Healthcare Technology Featured Article

August 05, 2013

Google Glass Provides Glance of Future Uses in New England Hospitals


Some 8,000 Google Glass devices – a wearable, hands-free computer – were distributed for a variety of tests.

Until the device goes on the market next year, these may be some of the only recipients to use Google Glass.

One of the healthcare facilities approved for getting the device was Connecticut’s Hartford Hospital. Another facility to get the device was the nearby Yale-New Haven Hospital.

Already, Dr. Rafael Grossman, a surgeon in Bangor, Maine, who works at Eastern Maine Medical Center, wore Google Glass while he placed a feeding tube in a patient.

"By performing and documenting this event, I wanted to show that this device and its platform are certainly intuitive tools that have a great potential in healthcare," Grossman said on a blog post quoted by HealthTechZone. “And specifically for surgery, could allow better intra-operative consultations, surgical mentoring and potentiate remote medical education, in a very simple way.”

It was reported that Hartford Hospital and Yale-New Haven limited the device’s use so far to simulation, so practitioners can test it out on mannequins.

For instance, Hartford Hospital’s Dr. Thomas Nowicki, who is both an emergency room physician and the hospital’s cognitive simulation director, told The Hartford Courant newspaper, "Having access to this environment is really advantageous because we can test it here without having to go through all of the steps to get it in place in a patient care environment.”

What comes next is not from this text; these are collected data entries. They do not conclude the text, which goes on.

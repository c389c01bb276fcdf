//! Runtime configuration.
//!
//! Every setting can be given as a command-line flag or an environment
//! variable. `main` loads a `.env` file first, so a deployment can keep
//! `BOT_TOKEN`, `CHAT_ID` and `DELAY` there.

use std::path::PathBuf;
use std::time::Duration;

use clap::Parser;

use crate::app::{RelayError, Result};
use crate::fetcher::http_fetcher::DEFAULT_FETCH_TIMEOUT;
use crate::fetcher::parallel::DEFAULT_WORKERS;
use crate::telegram::{DEFAULT_API_URL, DEFAULT_SEND_TIMEOUT};

pub const DEFAULT_DATA_FILE: &str = "Data/database.json";

#[derive(Parser, Debug, Clone)]
#[command(name = "rss-relay")]
#[command(about = "Forward new RSS items to a Telegram chat", long_about = None)]
pub struct Config {
    /// Telegram bot token
    #[arg(long, env = "BOT_TOKEN", hide_env_values = true)]
    pub bot_token: String,

    /// Chat that receives notifications (numeric id or @channel)
    #[arg(long, env = "CHAT_ID")]
    pub chat_id: String,

    /// Delay between poll cycles (e.g. "60", "90s", "5m", "1h")
    #[arg(long, env = "DELAY", default_value = "60", value_parser = parse_interval)]
    pub delay: u64,

    /// Location of the feed snapshot
    #[arg(long, env = "DATA_FILE", default_value = DEFAULT_DATA_FILE)]
    pub data_file: PathBuf,

    /// Feed fetch timeout in seconds
    #[arg(long, env = "FETCH_TIMEOUT", default_value_t = DEFAULT_FETCH_TIMEOUT.as_secs())]
    pub fetch_timeout: u64,

    /// Message send timeout in seconds
    #[arg(long, env = "SEND_TIMEOUT", default_value_t = DEFAULT_SEND_TIMEOUT.as_secs())]
    pub send_timeout: u64,

    /// Number of feeds fetched in parallel
    #[arg(short, long, env = "WORKERS", default_value_t = DEFAULT_WORKERS)]
    pub workers: usize,

    /// Telegram Bot API base URL
    #[arg(long, env = "TELEGRAM_API_URL", default_value = DEFAULT_API_URL)]
    pub api_url: String,

    /// Server-side long poll for incoming commands, in seconds
    #[arg(long, env = "LONG_POLL", default_value_t = 30)]
    pub long_poll: u64,
}

impl Config {
    /// Reject settings clap cannot express.
    pub fn validate(&self) -> Result<()> {
        if self.bot_token.trim().is_empty() {
            return Err(RelayError::Config("BOT_TOKEN is empty".into()));
        }
        if self.chat_id.trim().is_empty() {
            return Err(RelayError::Config("CHAT_ID is empty".into()));
        }
        if self.delay == 0 {
            return Err(RelayError::Config("DELAY must be at least one second".into()));
        }
        if self.workers == 0 {
            return Err(RelayError::Config("WORKERS must be at least 1".into()));
        }
        Ok(())
    }

    pub fn delay(&self) -> Duration {
        Duration::from_secs(self.delay)
    }

    pub fn fetch_timeout(&self) -> Duration {
        Duration::from_secs(self.fetch_timeout)
    }

    pub fn send_timeout(&self) -> Duration {
        Duration::from_secs(self.send_timeout)
    }

    pub fn long_poll(&self) -> Duration {
        Duration::from_secs(self.long_poll)
    }
}

/// Parse interval string like "60", "90s", "30m", "6h", "1d" into seconds
pub fn parse_interval(s: &str) -> std::result::Result<u64, String> {
    let s = s.trim().to_lowercase();
    let scaled = |value: &str, unit: &str, factor: u64| -> std::result::Result<u64, String> {
        value
            .parse::<u64>()
            .map_err(|_| format!("Invalid {}: {}", unit, value))?
            .checked_mul(factor)
            .ok_or_else(|| format!("Interval too large: {}", s))
    };

    if let Some(hours) = s.strip_suffix('h') {
        scaled(hours, "hours", 3600)
    } else if let Some(minutes) = s.strip_suffix('m') {
        scaled(minutes, "minutes", 60)
    } else if let Some(days) = s.strip_suffix('d') {
        scaled(days, "days", 86400)
    } else if let Some(secs) = s.strip_suffix('s') {
        secs.parse::<u64>()
            .map_err(|_| format!("Invalid seconds: {}", secs))
    } else {
        s.parse::<u64>()
            .map_err(|_| format!("Invalid interval: {}. Use seconds or a form like '90s', '5m', '1h'", s))
    }
}

/// Format interval for display
pub fn format_interval(secs: u64) -> String {
    if secs >= 86400 && secs % 86400 == 0 {
        format!("{}d", secs / 86400)
    } else if secs >= 3600 && secs % 3600 == 0 {
        format!("{}h", secs / 3600)
    } else if secs >= 60 && secs % 60 == 0 {
        format!("{}m", secs / 60)
    } else {
        format!("{}s", secs)
    }
}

Hartford Hospital wants to see if the device can improve communication in the emergency department. For instance, in the future doctors in the emergency room would each wear Google Glass, and medical alerts would be sent visually to a specific doctor about a patient needing special attention.

"When the medical alert comes in, the recipient taps the side of the device to accept the call," Chris Madison, a simulation technician for Hartford Hospital, told The Courant. "If he doesn't, the alert moves onto the next physician after a certain amount of time."

At Yale-New Haven, a team leader involved in a simulation with a mannequin wore the device to record the procedure. David Dias, a simulation technician at Yale-New Haven, said Google Glass allows improved communication among healthcare providers.

"Having the clinicians hear what they're talking about over a patient – good things, bad things – and the patient hearing what they're talking about, it might have them adjust where they would have those conversations," Dias added.

At Hartford Hospital, Nowicki and Madison simulated patient data, which are sent to physicians’ field of vision, The Courant said. This eliminates the need for a doctor to check a computer for data or have a nurse read data out loud.

Several hospitals said the issue of patient privacy still needs to be resolved before there is widespread use of Google Glass.

In the meantime, New England hospitals are among those checking to see how Google Glass can improve healthcare.